Perkasa juga kawanku. Ia manusia yang dalam beberapa hari lalu
telah melakukan aksi bunuh diri. Setelah beberapa minggu terakhir beliau
membaca berulang-ulang Camus : novel Orang Asing dan Esei Mite Sisifus, Ia
naiki lantai 8 gedung kampus demi terjun menyelami makna terdalam dari
kehidupan. Di media malah berkembang banyak spekulasi penyebab aksi bunuh diri
Perkasa. Mulai dari isu perselisihan skripsi dengan dosen pembimbing sampai
dengan masalah himpitan ekonomi.
Rasaku, sebagai perempuan yang sadar, Intan mesti menyesal, sebab
melalui kedangkalannya, Ia pintakan Perkasa untuk bunuh diri terlebih
dahulu—sebagai pembuktian cinta mati—agar kelak Ia terima cinta Perkasa. Sekilas
rikues Intan ini analog dengan Zinaida
Alexandrovna Zasyekina kepada Vladimir Petrovitsy dalam novelet Ivan Turgenev
“Pervaya ljubov”, Cinta Pertama. Zinaida berkata kepada Petrovitsy, “Tuan
pernah mengatakan bahwa Tuan cinta kepada saya; kalau betul-betul demikian,
cobalah melompat ke bawah.” Tetapi tidak seekstrim lantai 8 juga. Petrovitsy
hanya dari tembok sekitar 4 meter. Tetapi
menyesal pada hidup yang dangkal, kedalamankah ?

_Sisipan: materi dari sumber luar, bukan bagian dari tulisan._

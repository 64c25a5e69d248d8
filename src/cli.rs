//! CLI domain: parse, route, output, and presentation only.

mod output;
mod parse;
mod presentation;
mod route;

pub use output::map_error;
pub use parse::{Cli, Commands};
pub use route::RunContext;
//! Durable store boundary
//!
//! Records, change sets, and the two collaborator traits the context layer
//! consumes: [`DurableStore`] for commits and queries, [`IdentifierService`]
//! for permanent identifier assignment.

pub mod persistence;
pub mod query;

pub use persistence::SledStore;
pub use query::{FetchRequest, Predicate, SortDescriptor};

use crate::error::StoreError;
use crate::types::{Attributes, PermanentId, RecordId};
use serde::{Deserialize, Serialize};

/// A record: identifier, entity name, and attribute values
#[derive(Debug, Clone, PartialEq, Serialize, Deserialize)]
pub struct Record {
    pub id: RecordId,
    pub entity: String,
    pub attributes: Attributes,
}

impl Record {
    pub fn new(id: RecordId, entity: impl Into<String>, attributes: Attributes) -> Self {
        Self {
            id,
            entity: entity.into(),
            attributes,
        }
    }

    /// Overlay changed attributes onto this record
    pub fn apply(&mut self, changes: &Attributes) {
        for (key, value) in changes {
            self.attributes.insert(key.clone(), value.clone());
        }
    }
}

/// Attribute changes for an existing record
#[derive(Debug, Clone, PartialEq, Serialize, Deserialize)]
pub struct RecordPatch {
    pub id: RecordId,
    pub entity: String,
    pub changes: Attributes,
}

/// The mutations produced by one commit at one context level
#[derive(Debug, Clone, Default, PartialEq, Serialize, Deserialize)]
pub struct ChangeSet {
    pub inserted: Vec<Record>,
    pub updated: Vec<RecordPatch>,
    pub deleted: Vec<RecordId>,
}

impl ChangeSet {
    pub fn is_empty(&self) -> bool {
        self.inserted.is_empty() && self.updated.is_empty() && self.deleted.is_empty()
    }

    pub fn len(&self) -> usize {
        self.inserted.len() + self.updated.len() + self.deleted.len()
    }

    /// Every identifier touched by this change set, in insert/update/delete order
    pub fn ids(&self) -> impl Iterator<Item = RecordId> + '_ {
        self.inserted
            .iter()
            .map(|r| r.id)
            .chain(self.updated.iter().map(|p| p.id))
            .chain(self.deleted.iter().copied())
    }

    /// Identifiers in this change set that are still temporary
    pub fn temporary_ids(&self) -> Vec<RecordId> {
        self.ids().filter(|id| id.is_temporary()).collect()
    }
}

/// Durable storage consumed by the root context and the fetch context
pub trait DurableStore: Send + Sync {
    /// Apply a change set atomically. Every identifier must be permanent.
    fn commit(&self, changes: &ChangeSet) -> Result<(), StoreError>;

    /// Execute a query, returning matching identifiers in store order
    fn query(&self, request: &FetchRequest) -> Result<Vec<PermanentId>, StoreError>;

    /// Load one record by identifier
    fn load(&self, id: PermanentId) -> Result<Option<Record>, StoreError>;
}

/// Source of permanent identifiers
pub trait IdentifierService: Send + Sync {
    fn assign_permanent_ids(&self, entity: &str, count: usize)
        -> Result<Vec<PermanentId>, StoreError>;
}
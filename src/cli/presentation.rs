//! CLI presentation: text and json formatters for records.

use crate::error::CliError;
use crate::store::Record;
use crate::types::RecordId;
use comfy_table::presets::UTF8_BORDERS_ONLY;
use comfy_table::Table;
use serde_json::json;
use std::collections::BTreeSet;

pub fn record_json(record: &Record) -> serde_json::Value {
    let attributes: serde_json::Map<String, serde_json::Value> = record
        .attributes
        .iter()
        .map(|(key, value)| (key.clone(), value.to_json()))
        .collect();
    json!({
        "id": record.id.to_string(),
        "entity": record.entity,
        "attributes": attributes,
    })
}

pub fn format_record(record: &Record, format: &str) -> Result<String, CliError> {
    if format == "json" {
        return to_pretty(&record_json(record));
    }
    let mut out = format!("{} {}", record.entity, record.id);
    for (key, value) in &record.attributes {
        out.push_str(&format!("\n  {}: {}", key, value));
    }
    Ok(out)
}

/// Records as a table with one column per attribute key seen in any record
pub fn format_records(records: &[Record], format: &str) -> Result<String, CliError> {
    if format == "json" {
        let rows: Vec<serde_json::Value> = records.iter().map(record_json).collect();
        return to_pretty(&json!({ "records": rows, "total": records.len() }));
    }
    if records.is_empty() {
        return Ok("No records found.".to_string());
    }

    let keys: BTreeSet<&String> = records.iter().flat_map(|r| r.attributes.keys()).collect();
    let mut table = Table::new();
    table.load_preset(UTF8_BORDERS_ONLY);
    let mut header = vec!["id".to_string()];
    header.extend(keys.iter().map(|k| k.to_string()));
    table.set_header(header);
    for record in records {
        let mut row = vec![record.id.to_string()];
        row.extend(keys.iter().map(|key| {
            record
                .attributes
                .get(key.as_str())
                .map(|value| value.to_string())
                .unwrap_or_else(|| "-".to_string())
        }));
        table.add_row(row);
    }
    Ok(format!("{}\n{} record(s)", table, records.len()))
}

pub fn format_ids(ids: &[RecordId], format: &str) -> Result<String, CliError> {
    if format == "json" {
        let ids: Vec<String> = ids.iter().map(ToString::to_string).collect();
        return to_pretty(&json!({ "ids": ids }));
    }
    Ok(ids
        .iter()
        .map(ToString::to_string)
        .collect::<Vec<_>>()
        .join("\n"))
}

fn to_pretty(value: &serde_json::Value) -> Result<String, CliError> {
    serde_json::to_string_pretty(value).map_err(|e| CliError::Runtime(e.to_string()))
}
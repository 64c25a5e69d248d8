//! Managed record handles

use crate::context::{Context, ContextInner};
use crate::error::ContextError;
use crate::store::Record;
use crate::types::{ContextId, RecordId};
use parking_lot::RwLock;
use std::fmt;
use std::sync::{Arc, Weak};

/// Identifier slot shared between a context and the handles it issued
#[derive(Debug)]
pub(crate) struct IdentityCell {
    id: RwLock<RecordId>,
}

impl IdentityCell {
    pub(crate) fn new(id: RecordId) -> Self {
        Self {
            id: RwLock::new(id),
        }
    }

    pub(crate) fn get(&self) -> RecordId {
        *self.id.read()
    }

    pub(crate) fn set(&self, id: RecordId) {
        *self.id.write() = id;
    }
}

/// Lazily-faulted reference to a record, bound to the context that issued it.
///
/// The handle carries no attribute data. [`ManagedRecord::load`] resolves it
/// through the owning context. When that context obtains a permanent
/// identifier for the record, [`ManagedRecord::id`] reflects it immediately.
#[derive(Clone)]
pub struct ManagedRecord {
    cell: Arc<IdentityCell>,
    context: ContextId,
    owner: Weak<ContextInner>,
}

impl ManagedRecord {
    pub(crate) fn new(cell: Arc<IdentityCell>, owner: &Arc<ContextInner>) -> Self {
        Self {
            cell,
            context: owner.id,
            owner: Arc::downgrade(owner),
        }
    }

    /// Current identifier of the record as seen by the owning context
    pub fn id(&self) -> RecordId {
        self.cell.get()
    }

    pub fn is_temporary(&self) -> bool {
        self.id().is_temporary()
    }

    /// Context this handle is bound to
    pub fn context_id(&self) -> ContextId {
        self.context
    }

    /// Owning context, if it is still alive
    pub fn context(&self) -> Option<Context> {
        self.owner.upgrade().map(Context::from_inner)
    }

    /// Resolve the fault. `None` if the record is deleted or does not exist.
    pub async fn load(&self) -> Result<Option<Record>, ContextError> {
        let context = self
            .context()
            .ok_or(ContextError::ContextReleased(self.context))?;
        context.materialize(self).await
    }
}

impl PartialEq for ManagedRecord {
    fn eq(&self, other: &Self) -> bool {
        self.context == other.context && self.id() == other.id()
    }
}

impl Eq for ManagedRecord {}

impl fmt::Debug for ManagedRecord {
    fn fmt(&self, f: &mut fmt::Formatter<'_>) -> fmt::Result {
        f.debug_struct("ManagedRecord")
            .field("id", &self.id())
            .field("context", &self.context)
            .finish()
    }
}
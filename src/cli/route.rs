//! CLI route: run context and single route table over a context stack.

use crate::cli::parse::Commands;
use crate::cli::presentation::{format_ids, format_record, format_records};
use crate::config::{ConfigLoader, NestoreConfig};
use crate::error::CliError;
use crate::stack::ContextStack;
use crate::store::{FetchRequest, Predicate, SortDescriptor};
use crate::types::{Attributes, PermanentId, RecordId, Value};
use std::path::PathBuf;
use std::time::Instant;
use tokio::runtime::Runtime;
use tracing::{debug, info};

/// Runtime context for CLI execution: configuration, the context stack and
/// the tokio runtime its queues run on.
pub struct RunContext {
    // Dropped before the runtime so queue tasks end first
    stack: ContextStack,
    runtime: Runtime,
    config: NestoreConfig,
    workspace_root: PathBuf,
}

impl RunContext {
    /// Load configuration, open the store and build the stack
    pub fn new(workspace_root: PathBuf, config_path: Option<PathBuf>) -> Result<Self, CliError> {
        let config = match config_path {
            Some(ref path) => ConfigLoader::load_from_file(path)?,
            None => ConfigLoader::load(&workspace_root)?,
        };
        config.validate()?;

        let runtime = tokio::runtime::Builder::new_multi_thread()
            .enable_all()
            .thread_name("nestore-worker")
            .build()
            .map_err(|e| CliError::Runtime(format!("Failed to start runtime: {}", e)))?;
        let stack = ContextStack::open(&workspace_root, &config, runtime.handle())?;

        Ok(Self {
            stack,
            runtime,
            config,
            workspace_root,
        })
    }

    pub fn config(&self) -> &NestoreConfig {
        &self.config
    }

    pub fn workspace_root(&self) -> &PathBuf {
        &self.workspace_root
    }

    /// Execute a CLI command via the route table.
    pub fn execute(&self, command: &Commands) -> Result<String, CliError> {
        let started = Instant::now();
        let result = self.runtime.block_on(self.route(command));
        info!(
            command = command.name(),
            ok = result.is_ok(),
            duration_ms = started.elapsed().as_millis() as u64,
            "Command finished"
        );
        result
    }

    async fn route(&self, command: &Commands) -> Result<String, CliError> {
        match command {
            Commands::Insert {
                entity,
                attrs,
                format,
            } => self.insert(entity, attrs, format).await,
            Commands::Update { id, attrs } => self.update(*id, attrs).await,
            Commands::Query {
                entity,
                filters,
                sort,
                limit,
                ids,
                format,
            } => {
                let request = build_request(entity, filters, sort, *limit)?;
                self.query(&request, *ids, format).await
            }
            Commands::Show { id, format } => self.show(*id, format).await,
            Commands::Delete { id } => self.delete(*id).await,
            Commands::Config => self.config.to_toml().map_err(CliError::from),
        }
    }

    async fn insert(&self, entity: &str, attrs: &[String], format: &str) -> Result<String, CliError> {
        let attributes = parse_attributes(attrs)?;
        let context = self.stack.new_private_context("cli-insert");
        let record = context.insert(entity, attributes).await?;
        context.save().await?;

        debug!(id = %record.id(), "Inserted record");
        let stored = record
            .load()
            .await?
            .ok_or_else(|| CliError::NotFound(record.id().to_string()))?;
        format_record(&stored, format)
    }

    async fn update(&self, id: u64, attrs: &[String]) -> Result<String, CliError> {
        let changes = parse_attributes(attrs)?;
        let context = self.stack.new_private_context("cli-update");
        let record = context.record_with_id(permanent(id)).await?;
        context.update(&record, changes).await?;
        context.save().await?;
        Ok(format!("Updated {}", record.id()))
    }

    async fn query(&self, request: &FetchRequest, ids_only: bool, format: &str) -> Result<String, CliError> {
        let main = self.stack.main();
        if ids_only {
            let ids: Vec<RecordId> = main
                .fetch_ids(request)
                .await?
                .into_iter()
                .map(RecordId::from)
                .collect();
            return format_ids(&ids, format);
        }

        let mut records = Vec::new();
        for handle in main.fetch_records(request).await? {
            if let Some(record) = handle.load().await? {
                records.push(record);
            }
        }
        format_records(&records, format)
    }

    async fn show(&self, id: u64, format: &str) -> Result<String, CliError> {
        let record = self.stack.main().record_with_id(permanent(id)).await?;
        match record.load().await? {
            Some(found) => format_record(&found, format),
            None => Err(CliError::NotFound(record.id().to_string())),
        }
    }

    async fn delete(&self, id: u64) -> Result<String, CliError> {
        let context = self.stack.new_private_context("cli-delete");
        let record = context.record_with_id(permanent(id)).await?;
        context.delete(&record).await?;
        context.save().await?;
        Ok(format!("Deleted {}", record.id()))
    }
}

fn permanent(raw: u64) -> RecordId {
    RecordId::from(PermanentId::new(raw))
}

/// Parse `key=value` pairs; values go through [`Value::parse_literal`]
fn parse_attributes(pairs: &[String]) -> Result<Attributes, CliError> {
    let mut attributes = Attributes::new();
    for pair in pairs {
        let (key, value) = pair
            .split_once('=')
            .filter(|(key, _)| !key.is_empty())
            .ok_or_else(|| CliError::Usage(format!("expected key=value, got '{}'", pair)))?;
        if attributes
            .insert(key.to_string(), Value::parse_literal(value))
            .is_some()
        {
            return Err(CliError::Usage(format!("key '{}' given more than once", key)));
        }
    }
    Ok(attributes)
}

fn build_request(
    entity: &str,
    filters: &[String],
    sort: &[String],
    limit: Option<usize>,
) -> Result<FetchRequest, CliError> {
    let mut request = FetchRequest::new(entity);

    let mut predicates: Vec<Predicate> = parse_attributes(filters)?
        .into_iter()
        .map(|(key, value)| Predicate::Equals(key, value))
        .collect();
    match predicates.len() {
        0 => {}
        1 => request = request.with_predicate(predicates.remove(0)),
        _ => request = request.with_predicate(Predicate::And(predicates)),
    }

    for spec in sort {
        let descriptor = SortDescriptor::parse(spec)
            .ok_or_else(|| CliError::Usage(format!("invalid sort key '{}'", spec)))?;
        request = request.sorted_by(descriptor);
    }
    if let Some(limit) = limit {
        request = request.with_limit(limit);
    }
    Ok(request)
}
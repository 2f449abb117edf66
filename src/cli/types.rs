//! CLI type definitions
//!
//! This module contains clap command structures that define the CLI interface.

use clap::{Parser, Subcommand};
use std::path::PathBuf;

use crate::cli::commands::check::CheckArgs;
use crate::cli::commands::contexts::ContextsArgs;

#[derive(Parser, Debug)]
#[command(name = "kaudit-auth")]
#[command(about = "Authenticate against a Kubernetes cluster from a kubeconfig", long_about = None)]
#[command(version)]
pub struct Cli {
    #[command(subcommand)]
    pub command: Commands,

    /// Output in JSON format
    #[arg(short, long, global = true)]
    pub json: bool,

    /// Load tool configuration from this file instead of .kaudit/
    #[arg(short, long, global = true)]
    pub config: Option<PathBuf>,
}

#[derive(Subcommand, Debug)]
pub enum Commands {
    /// Build API clients from the kubeconfig and report where they point
    Check(CheckArgs),

    /// List the contexts defined in the kubeconfig
    Contexts(ContextsArgs),
}
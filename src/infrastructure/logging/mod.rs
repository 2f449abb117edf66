//! Logging infrastructure
//!
//! Structured logging using tracing and tracing-subscriber:
//! - Pretty or JSON console output on stderr
//! - Optional rolling JSON log files via tracing-appender

pub mod config;
pub mod logger;

pub use config::{LogConfig, LogFormat, RotationPolicy};
pub use logger::{debug, error, info, instrument, trace, warn, LoggerImpl};
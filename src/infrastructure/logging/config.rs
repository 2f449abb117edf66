use serde::{Deserialize, Serialize};
use std::path::PathBuf;

/// Logging configuration
#[derive(Debug, Clone, Serialize, Deserialize)]
pub struct LogConfig {
    /// Log level (trace, debug, info, warn, error)
    #[serde(default = "default_log_level")]
    pub level: String,

    /// Console output format (json, pretty)
    #[serde(default = "default_format")]
    pub format: LogFormat,

    /// Directory for log files (optional, if None logs only to stderr)
    #[serde(default)]
    pub log_dir: Option<PathBuf>,

    /// Log file name inside `log_dir`
    #[serde(default = "default_file_name")]
    pub file_name: String,

    /// Enable console logging
    #[serde(default = "default_true")]
    pub enable_stderr: bool,

    /// Log rotation policy
    #[serde(default)]
    pub rotation: RotationPolicy,
}

#[derive(Debug, Clone, Copy, Serialize, Deserialize, PartialEq, Eq)]
#[serde(rename_all = "lowercase")]
pub enum LogFormat {
    Json,
    Pretty,
}

#[derive(Debug, Clone, Copy, Default, Serialize, Deserialize, PartialEq, Eq)]
#[serde(rename_all = "lowercase")]
pub enum RotationPolicy {
    #[default]
    Daily,
    Hourly,
    Never,
}

impl Default for LogConfig {
    fn default() -> Self {
        Self {
            level: default_log_level(),
            format: default_format(),
            log_dir: None,
            file_name: default_file_name(),
            enable_stderr: true,
            rotation: RotationPolicy::default(),
        }
    }
}

fn default_log_level() -> String {
    "info".to_string()
}

const fn default_format() -> LogFormat {
    LogFormat::Pretty
}

fn default_file_name() -> String {
    "kaudit-auth.log".to_string()
}

const fn default_true() -> bool {
    true
}
use crate::domain::errors::BoxError;
use crate::domain::models::{ConnectionConfig, DynamicClient, NativeClient};

/// Port for building client handles from a resolved connection config
///
/// The default adapter delegates to `kube::Client`; tests substitute fakes to
/// exercise the construction stage without a cluster.
pub trait ClientFactory: Send + Sync {
    /// Build a typed client
    fn native(&self, config: ConnectionConfig) -> Result<NativeClient, BoxError>;

    /// Build a dynamic client
    fn dynamic(&self, config: ConnectionConfig) -> Result<DynamicClient, BoxError>;
}

impl<T: ClientFactory + ?Sized> ClientFactory for std::sync::Arc<T> {
    fn native(&self, config: ConnectionConfig) -> Result<NativeClient, BoxError> {
        (**self).native(config)
    }

    fn dynamic(&self, config: ConnectionConfig) -> Result<DynamicClient, BoxError> {
        (**self).dynamic(config)
    }
}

Kedalaman mungkin ada bertalian dengan cerita pendek Patrick Süskind— pengarang dan penulis lakon terkemuka
Jerman—‘Der Zwang zur Tiefe’—yang
cerpennya diterjemahkan Anton Kurnia—lulusan Teknik Geologi ITB itu—menjadi
Kritikus Racun. Cerita pendek ini dialihbahasakan Anton dari ‘Depth Wish’ :
hasil alih-bahasa Peter Howarth dari bahasa Jerman ke Inggris.
Simaklah. Seorang kritikus seni mengatakan kepada seorang gadis
dari Stuttgart bahwa yang gadis lakukan itu menarik dan dia adalah seniman muda
yang memang berbakat. “Tapi karya Anda belum menunjukkan kedalaman”. Bagian ini
yang kemudian menggerogoti si gadis.
Gadis ini adalah seseorang yang menggambar sketsa yang indah. Lalu
pada surat kabar, sang Kritikus menuliskan “Seniman muda itu berbakat dan dalam
sekali pandang karyanya tampak menyenangkan. Namun sayangnya dia tak memiliki kedalaman.”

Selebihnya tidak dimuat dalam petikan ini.